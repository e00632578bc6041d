//! KEYWORDS group: keyword presence, keyword frequency and letter frequency

use serde::Deserialize;
use unicode_segmentation::UnicodeSegmentation;

use super::comparison::Comparison;
use super::format_checker::{plural, FormatChecker, InvalidParam};
use super::kind::CheckerKind;
use super::text::clean_and_split;

fn default_true() -> bool {
    true
}

/// Normalize a keyword the same way checked text is tokenized
fn normalize_keyword(field: &'static str, keyword: &str) -> Result<String, InvalidParam> {
    let mut words = clean_and_split(keyword, true);
    match (words.pop(), words.is_empty()) {
        (Some(word), true) => Ok(word),
        (None, _) => Err(InvalidParam::new(field, "keyword must not be blank")),
        (Some(_), false) => Err(InvalidParam::new(
            field,
            format!("keyword '{}' must be a single word", keyword),
        )),
    }
}

#[derive(Debug, Clone, Deserialize)]
#[serde(deny_unknown_fields)]
pub struct KeywordsPresenceChecker {
    pub list_of_keywords: Vec<String>,
    #[serde(default = "default_true")]
    pub must_include: bool,
}

impl FormatChecker for KeywordsPresenceChecker {
    fn kind(&self) -> CheckerKind {
        CheckerKind::KeywordsPresence
    }

    fn check(&self, value: &str) -> bool {
        let words = clean_and_split(value, true);

        self.list_of_keywords
            .iter()
            .all(|keyword| words.contains(keyword) == self.must_include)
    }

    fn description(&self) -> String {
        if self.must_include {
            format!(
                "The argument value must include the keywords: {:?}. Each keyword must appear at least once, in any order. Case does not matter.",
                self.list_of_keywords
            )
        } else {
            format!(
                "The argument value must not include the keywords: {:?}. None of these words should appear anywhere in the value. Case does not matter.",
                self.list_of_keywords
            )
        }
    }

    fn validate(&self) -> Result<(), InvalidParam> {
        if self.list_of_keywords.is_empty() {
            return Err(InvalidParam::new(
                "list_of_keywords",
                "at least one keyword is required",
            ));
        }

        for keyword in &self.list_of_keywords {
            normalize_keyword("list_of_keywords", keyword)?;
        }

        Ok(())
    }

    fn prepared(mut self) -> Self {
        self.list_of_keywords = self
            .list_of_keywords
            .iter()
            .map(|keyword| normalize_keyword("list_of_keywords", keyword).unwrap_or_default())
            .collect();
        self
    }
}

#[derive(Debug, Clone, Deserialize)]
#[serde(deny_unknown_fields)]
pub struct KeywordFrequencyChecker {
    pub keyword: String,
    #[serde(rename = "N", alias = "count")]
    pub n: usize,
    #[serde(default)]
    pub comparison_option: Comparison,
}

impl FormatChecker for KeywordFrequencyChecker {
    fn kind(&self) -> CheckerKind {
        CheckerKind::KeywordFrequency
    }

    fn check(&self, value: &str) -> bool {
        let count = clean_and_split(value, true)
            .iter()
            .filter(|word| **word == self.keyword)
            .count();

        self.comparison_option.compare(count, self.n)
    }

    fn description(&self) -> String {
        format!(
            "The argument value must contain the keyword '{}' {} {} time{}. The keyword must appear as a whole word. Case does not matter.",
            self.keyword,
            self.comparison_option,
            self.n,
            plural(self.n)
        )
    }

    fn validate(&self) -> Result<(), InvalidParam> {
        normalize_keyword("keyword", &self.keyword).map(|_| ())
    }

    fn prepared(mut self) -> Self {
        self.keyword = normalize_keyword("keyword", &self.keyword).unwrap_or_default();
        self
    }
}

#[derive(Debug, Clone, Deserialize)]
#[serde(deny_unknown_fields)]
pub struct LetterFrequencyChecker {
    pub letter: String,
    #[serde(rename = "N", alias = "count")]
    pub n: usize,
    #[serde(default)]
    pub comparison_option: Comparison,
    #[serde(default)]
    pub case_sensitive: bool,
}

impl FormatChecker for LetterFrequencyChecker {
    fn kind(&self) -> CheckerKind {
        CheckerKind::LetterFrequency
    }

    fn check(&self, value: &str) -> bool {
        let count = if self.case_sensitive {
            value.graphemes(true).filter(|g| *g == self.letter).count()
        } else {
            let letter = self.letter.to_lowercase();
            value
                .to_lowercase()
                .graphemes(true)
                .filter(|g| *g == letter)
                .count()
        };

        self.comparison_option.compare(count, self.n)
    }

    fn description(&self) -> String {
        let case_note = if self.case_sensitive {
            "Case matters."
        } else {
            "Case does not matter."
        };

        format!(
            "The argument value must contain the letter '{}' {} {} time{}. {}",
            self.letter,
            self.comparison_option,
            self.n,
            plural(self.n),
            case_note
        )
    }

    fn validate(&self) -> Result<(), InvalidParam> {
        if self.letter.graphemes(true).count() != 1 {
            return Err(InvalidParam::new(
                "letter",
                format!("'{}' must be exactly one character", self.letter),
            ));
        }

        if self.letter.trim().is_empty() {
            return Err(InvalidParam::new("letter", "letter must not be whitespace"));
        }

        Ok(())
    }
}
use std::path::PathBuf;

use thiserror::Error;

use crate::domain::checker::UnknownCheckerKind;
use crate::domain::TestCaseValidationError;

/// Failures while turning a dataset into test cases
///
/// Every variant is fatal: a run never starts on a partially loaded dataset.
#[derive(Debug, Error)]
pub enum DatasetError {
    #[error("Dataset path '{}' does not exist", path.display())]
    NotFound { path: PathBuf },

    #[error("No JSON files found in '{}'", path.display())]
    Empty { path: PathBuf },

    #[error("Failed to read '{}': {message}", path.display())]
    Io { path: PathBuf, message: String },

    #[error("Failed to parse '{source_name}': {message}")]
    Parse { source_name: String, message: String },

    #[error("Malformed record '{source_name}': {message}")]
    InvalidRecord { source_name: String, message: String },

    #[error("Record '{source_name}': {error}")]
    UnknownChecker {
        source_name: String,
        error: UnknownCheckerKind,
    },

    #[error("Test case '{id}': {error}")]
    InvalidCase {
        id: String,
        error: TestCaseValidationError,
    },

    #[error("Duplicate test case id '{id}'")]
    DuplicateId { id: String },
}

impl DatasetError {
    pub fn io(path: impl Into<PathBuf>, error: std::io::Error) -> Self {
        Self::Io {
            path: path.into(),
            message: error.to_string(),
        }
    }

    pub fn parse(source_name: impl Into<String>, message: impl Into<String>) -> Self {
        Self::Parse {
            source_name: source_name.into(),
            message: message.into(),
        }
    }

    pub fn invalid_record(source_name: impl Into<String>, message: impl Into<String>) -> Self {
        Self::InvalidRecord {
            source_name: source_name.into(),
            message: message.into(),
        }
    }

    pub fn invalid_case(id: impl Into<String>, error: TestCaseValidationError) -> Self {
        Self::InvalidCase {
            id: id.into(),
            error,
        }
    }
}
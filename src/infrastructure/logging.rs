use tracing_subscriber::{
    fmt::{self, format::FmtSpan},
    layer::SubscriberExt,
    util::SubscriberInitExt,
    EnvFilter,
};

use crate::config::LogFormat;

pub struct LoggingConfig {
    pub level: String,
    pub format: LogFormat,
}

impl From<&crate::config::LoggingConfig> for LoggingConfig {
    fn from(config: &crate::config::LoggingConfig) -> Self {
        Self {
            level: config.level.clone(),
            format: config.format.clone(),
        }
    }
}

/// Install the global subscriber; logs go to stderr so stdout stays for results
///
/// `RUST_LOG` wins over the configured level. Calling this twice is a no-op.
pub fn init_logging(config: &LoggingConfig) {
    let filter = EnvFilter::try_from_default_env()
        .unwrap_or_else(|_| EnvFilter::new(&config.level));

    let installed = match config.format {
        LogFormat::Json => tracing_subscriber::registry()
            .with(filter)
            .with(
                fmt::layer()
                    .json()
                    .with_writer(std::io::stderr)
                    .with_span_events(FmtSpan::CLOSE),
            )
            .try_init(),
        LogFormat::Pretty => tracing_subscriber::registry()
            .with(filter)
            .with(
                fmt::layer()
                    .pretty()
                    .with_target(true)
                    .with_writer(std::io::stderr)
                    .with_span_events(FmtSpan::CLOSE),
            )
            .try_init(),
        LogFormat::Compact => tracing_subscriber::registry()
            .with(filter)
            .with(fmt::layer().compact().with_writer(std::io::stderr))
            .try_init(),
    };

    if installed.is_ok() {
        tracing::debug!("Logging initialized with level: {}", config.level);
    }
}

#[cfg(test)]
mod tests {
    use super::*;

    #[test]
    fn test_init_logging_twice_does_not_panic() {
        let config = LoggingConfig {
            level: "warn".to_string(),
            format: LogFormat::Compact,
        };

        init_logging(&config);
        init_logging(&config);
    }
}
#[cfg(test)]
mod tests {
    use super::*;
    use crate::domain::checker::{BoundChecker, CheckerKind, FormatChecker};
    use crate::domain::evaluation::{
        FunctionCall, ProviderErrorPolicy, ResultAggregator, RetryPolicy,
    };
    use crate::domain::llm::{
        FunctionSchema, LlmResponse, MockLlmProvider, ProviderError, ToolCall,
    };
    use crate::domain::test_case::TestCaseId;
    use serde_json::{json, Map};

    fn schema() -> FunctionSchema {
        FunctionSchema::new(
            "send_message",
            "Send a chat message",
            json!({
                "type": "object",
                "properties": {"text": {"type": "string"}, "chat_id": {"type": "integer"}},
                "required": ["text"]
            }),
        )
    }

    fn case(index: usize, kind: CheckerKind, params: Value) -> Arc<TestCase> {
        Arc::new(
            TestCase::new(
                TestCaseId::new(format!("messages.json#{}", index)).unwrap(),
                kind,
                params,
                format!("Send message number {}", index),
                schema(),
                Some("text"),
            )
            .unwrap(),
        )
    }

    fn lowercase_case(index: usize) -> Arc<TestCase> {
        case(index, CheckerKind::AllLowercase, json!({}))
    }

    fn call(name: &str, args: Value) -> ModelOutput {
        let arguments = match args {
            Value::Object(map) => map,
            _ => Map::new(),
        };
        ModelOutput::Calls {
            calls: vec![FunctionCall::new(name, arguments)],
        }
    }

    fn reply(text: &str) -> LlmResponse {
        LlmResponse::new("r", "m")
            .with_tool_call(ToolCall::new("send_message", json!({ "text": text })))
    }

    fn engine(provider: Arc<MockLlmProvider>, concurrency: usize) -> EvaluationEngine {
        let adapter = CallAdapter::new(provider, "mock-model")
            .with_retry(RetryPolicy::new(2).with_initial_delay(1).with_max_delay(5))
            .with_timeout(Duration::from_secs(5));
        EvaluationEngine::new(
            adapter,
            EngineConfig {
                concurrency,
                cancel_grace: Duration::from_millis(50),
                ..Default::default()
            },
        )
    }

    #[test]
    fn test_judge_no_call() {
        let verdict = judge(
            &lowercase_case(0),
            &ModelOutput::NoCall {
                content: Some("Which chat?".to_string()),
            },
        );
        assert!(!verdict.passed);
        assert_eq!(verdict.failure_reason, Some(FailureReason::NoFunctionCall));
        assert!(!verdict.function_called);
        assert_eq!(verdict.detail.as_deref(), Some("Which chat?"));
    }

    #[test]
    fn test_judge_wrong_function() {
        let verdict = judge(&lowercase_case(0), &call("send_email", json!({"text": "hi"})));
        assert_eq!(verdict.failure_reason, Some(FailureReason::WrongFunction));
        assert!(verdict.function_called);
    }

    #[test]
    fn test_judge_argument_missing() {
        let verdict = judge(&lowercase_case(0), &call("send_message", json!({"chat_id": 1})));
        assert_eq!(verdict.failure_reason, Some(FailureReason::ArgumentMissing));
        assert!(!verdict.argument_provided);
    }

    #[test]
    fn test_judge_non_string_argument() {
        let verdict = judge(&lowercase_case(0), &call("send_message", json!({"text": ["a"]})));
        assert_eq!(verdict.failure_reason, Some(FailureReason::NonStringArgument));
        assert_eq!(verdict.raw_value.as_deref(), Some("[\"a\"]"));
    }

    #[test]
    fn test_judge_format_violation_and_pass() {
        let case = lowercase_case(0);

        let bad = judge(&case, &call("send_message", json!({"text": "Hello"})));
        assert_eq!(bad.failure_reason, Some(FailureReason::FormatViolation));
        assert_eq!(bad.raw_value.as_deref(), Some("Hello"));
        assert!(bad.argument_provided);

        let good = judge(&case, &call("send_message", json!({"text": "hello"})));
        assert!(good.passed);
        assert_eq!(good.failure_reason, None);
    }

    #[test]
    fn test_judge_every_call_must_pass() {
        let case = lowercase_case(0);
        let output = ModelOutput::Calls {
            calls: vec![
                FunctionCall::new("send_message", json!({"text": "fine"}).as_object().cloned().unwrap()),
                FunctionCall::new("send_message", json!({"text": "NOT"}).as_object().cloned().unwrap()),
            ],
        };

        let verdict = judge(&case, &output);
        assert_eq!(verdict.failure_reason, Some(FailureReason::FormatViolation));
        assert_eq!(verdict.raw_value.as_deref(), Some("NOT"));
    }

    #[test]
    fn test_judge_missing_checked_before_type() {
        let case = lowercase_case(0);
        let output = ModelOutput::Calls {
            calls: vec![
                FunctionCall::new("send_message", json!({"text": 5}).as_object().cloned().unwrap()),
                FunctionCall::new("send_message", Map::new()),
            ],
        };

        assert_eq!(
            judge(&case, &output).failure_reason,
            Some(FailureReason::ArgumentMissing)
        );
    }

    #[tokio::test]
    async fn test_run_completed_in_dataset_order() {
        let provider = Arc::new(MockLlmProvider::new("mock").with_handler(|request| {
            let prompt = request.conversation().next().map(|m| m.content.clone()).unwrap_or_default();
            if prompt.ends_with('1') {
                Ok(reply("UPPER"))
            } else {
                Ok(reply("lower"))
            }
        }));

        let cases: Vec<_> = (0..5).map(lowercase_case).collect();
        let report = engine(provider, 3).run(cases).await.unwrap();

        assert_eq!(report.status, RunStatus::Completed);
        assert_eq!(report.total_cases, 5);
        let ids: Vec<_> = report.verdicts.iter().map(|v| v.test_case_id.to_string()).collect();
        assert_eq!(
            ids,
            (0..5).map(|i| format!("messages.json#{}", i)).collect::<Vec<_>>()
        );
        assert!(!report.verdicts[1].passed);
        assert_eq!(report.verdicts.iter().filter(|v| v.passed).count(), 4);
        assert!(report.id.as_str().ends_with("_mock_mock-model"));
    }

    #[tokio::test]
    async fn test_request_carries_system_message_and_tool() {
        let provider = Arc::new(MockLlmProvider::new("mock").with_handler(|request| {
            assert_eq!(request.system_message(), Some(DEFAULT_SYSTEM_MESSAGE));
            assert_eq!(request.tools.len(), 1);
            assert_eq!(request.tools[0].name, "send_message");
            Ok(reply("ok"))
        }));

        let report = engine(provider, 1).run(vec![lowercase_case(0)]).await.unwrap();
        assert!(report.verdicts[0].passed);
    }

    #[tokio::test]
    async fn test_retry_exhaustion_yields_provider_error() {
        let provider = Arc::new(
            MockLlmProvider::new("mock")
                .with_handler(|_| Err(ProviderError::server("mock", 502, "bad gateway"))),
        );

        let report = engine(provider.clone(), 2).run(vec![lowercase_case(0)]).await.unwrap();

        assert_eq!(report.status, RunStatus::Completed);
        let verdict = &report.verdicts[0];
        assert_eq!(verdict.failure_reason, Some(FailureReason::ProviderError));
        assert_eq!(verdict.attempts, 3);
        assert_eq!(provider.calls(), 3);
    }

    #[tokio::test]
    async fn test_provider_errors_leave_the_pass_rate_denominator() {
        let provider = Arc::new(MockLlmProvider::new("mock").with_handler(|request| {
            let prompt = request.conversation().next().map(|m| m.content.clone()).unwrap_or_default();
            if prompt.ends_with('1') {
                Err(ProviderError::server("mock", 503, "unavailable"))
            } else {
                Ok(reply("ok"))
            }
        }));

        let cases: Vec<_> = (0..3).map(lowercase_case).collect();
        let report = engine(provider, 2).run(cases).await.unwrap();
        assert_eq!(
            report.verdicts[1].failure_reason,
            Some(FailureReason::ProviderError)
        );

        let table = ResultAggregator::new(ProviderErrorPolicy::Exclude).aggregate(&report);
        let row = table.row(CheckerKind::AllLowercase).unwrap();
        assert_eq!(row.total, 3);
        assert_eq!(row.evaluated, 2);
        assert_eq!(row.excluded, 1);
        assert_eq!(row.pass_rate, Some(1.0));
        assert_eq!(table.provider_errors, 1);

        let table = ResultAggregator::new(ProviderErrorPolicy::CountAsFailure).aggregate(&report);
        let row = table.row(CheckerKind::AllLowercase).unwrap();
        assert_eq!(row.evaluated, 3);
        assert_eq!(row.passed, 2);
    }

    #[tokio::test]
    async fn test_authentication_failure_aborts_run() {
        let provider = Arc::new(
            MockLlmProvider::new("mock")
                .with_handler(|_| Err(ProviderError::authentication("mock", "invalid api key"))),
        );

        let cases: Vec<_> = (0..20).map(lowercase_case).collect();
        let report = engine(provider.clone(), 1).run(cases).await.unwrap();

        assert!(matches!(report.status, RunStatus::Aborted { .. }));
        assert!(report.verdicts.len() < 20);
        assert!(provider.calls() < 20);
    }

    #[tokio::test]
    async fn test_concurrency_limit_respected() {
        let provider = Arc::new(
            MockLlmProvider::new("mock")
                .with_response(reply("ok"))
                .with_delay(Duration::from_millis(20)),
        );

        let cases: Vec<_> = (0..12).map(lowercase_case).collect();
        let report = engine(provider.clone(), 3).run(cases).await.unwrap();

        assert_eq!(report.verdicts.len(), 12);
        assert!(provider.max_in_flight() <= 3);
        assert!(provider.max_in_flight() >= 1);
    }

    #[tokio::test]
    async fn test_cancellation_returns_partial_report() {
        let provider = Arc::new(
            MockLlmProvider::new("mock")
                .with_response(reply("ok"))
                .with_delay(Duration::from_millis(30)),
        );

        let cancel = CancellationToken::new();
        let canceller = cancel.clone();
        tokio::spawn(async move {
            tokio::time::sleep(Duration::from_millis(45)).await;
            canceller.cancel();
        });

        let cases: Vec<_> = (0..50).map(lowercase_case).collect();
        let report = engine(provider, 1).run_with_cancel(cases, cancel).await.unwrap();

        assert_eq!(report.status, RunStatus::Cancelled);
        assert!(!report.verdicts.is_empty());
        assert!(report.verdicts.len() < 50);
        assert!(report.is_partial());
    }

    #[tokio::test]
    async fn test_grace_period_abandons_slow_calls() {
        let provider = Arc::new(
            MockLlmProvider::new("mock")
                .with_response(reply("ok"))
                .with_delay(Duration::from_secs(30)),
        );

        let cancel = CancellationToken::new();
        let canceller = cancel.clone();
        tokio::spawn(async move {
            tokio::time::sleep(Duration::from_millis(10)).await;
            canceller.cancel();
        });

        let started = std::time::Instant::now();
        let report = engine(provider, 2)
            .run_with_cancel(vec![lowercase_case(0), lowercase_case(1)], cancel)
            .await
            .unwrap();

        assert_eq!(report.status, RunStatus::Cancelled);
        assert!(report.verdicts.is_empty());
        assert!(started.elapsed() < Duration::from_secs(5));
    }

    #[tokio::test]
    async fn test_zero_concurrency_rejected() {
        let provider = Arc::new(MockLlmProvider::new("mock").with_response(reply("ok")));
        let result = engine(provider, 0).run(vec![lowercase_case(0)]).await;
        assert!(matches!(result, Err(EvaluationError::Configuration { .. })));
    }

    #[tokio::test]
    async fn test_oversized_concurrency_rejected() {
        let provider = Arc::new(MockLlmProvider::new("mock").with_response(reply("ok")));
        let result = engine(provider, usize::MAX).run(vec![lowercase_case(0)]).await;
        assert!(matches!(result, Err(EvaluationError::Configuration { .. })));
    }

    #[derive(Debug)]
    struct PanickingChecker;

    impl FormatChecker for PanickingChecker {
        fn kind(&self) -> CheckerKind {
            CheckerKind::AllLowercase
        }

        fn check(&self, _value: &str) -> bool {
            panic!("index out of bounds")
        }

        fn description(&self) -> String {
            "always panics".to_string()
        }
    }

    #[tokio::test]
    async fn test_checker_panic_fails_run() {
        let provider = Arc::new(MockLlmProvider::new("mock").with_response(reply("ok")));
        let broken = Arc::new(
            TestCase::clone(&lowercase_case(1))
                .with_checker(BoundChecker::new(json!({}), Arc::new(PanickingChecker))),
        );

        let result = engine(provider, 2)
            .run(vec![lowercase_case(0), broken, lowercase_case(2)])
            .await;

        assert!(matches!(result, Err(EvaluationError::CheckerDefect { .. })));
    }

    #[tokio::test]
    async fn test_empty_run() {
        let provider = Arc::new(MockLlmProvider::new("mock"));
        let report = engine(provider, 2).run(Vec::new()).await.unwrap();
        assert_eq!(report.status, RunStatus::Completed);
        assert!(report.verdicts.is_empty());
    }
}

-*-

**WHAT IS EXPECTED**
Restate the entries above word for word, beginning with their first line and ending with the line holding "use super::comparison::Comparison;"; omit everything else.

**TASK OUTPUT**
repository e00632578bc6041d
//! KEYWORDS group: keyword presence, keyword frequency and letter frequency

use serde::Deserialize;
use unicode_segmentation::UnicodeSegmentation;

use super::comparison::Comparison;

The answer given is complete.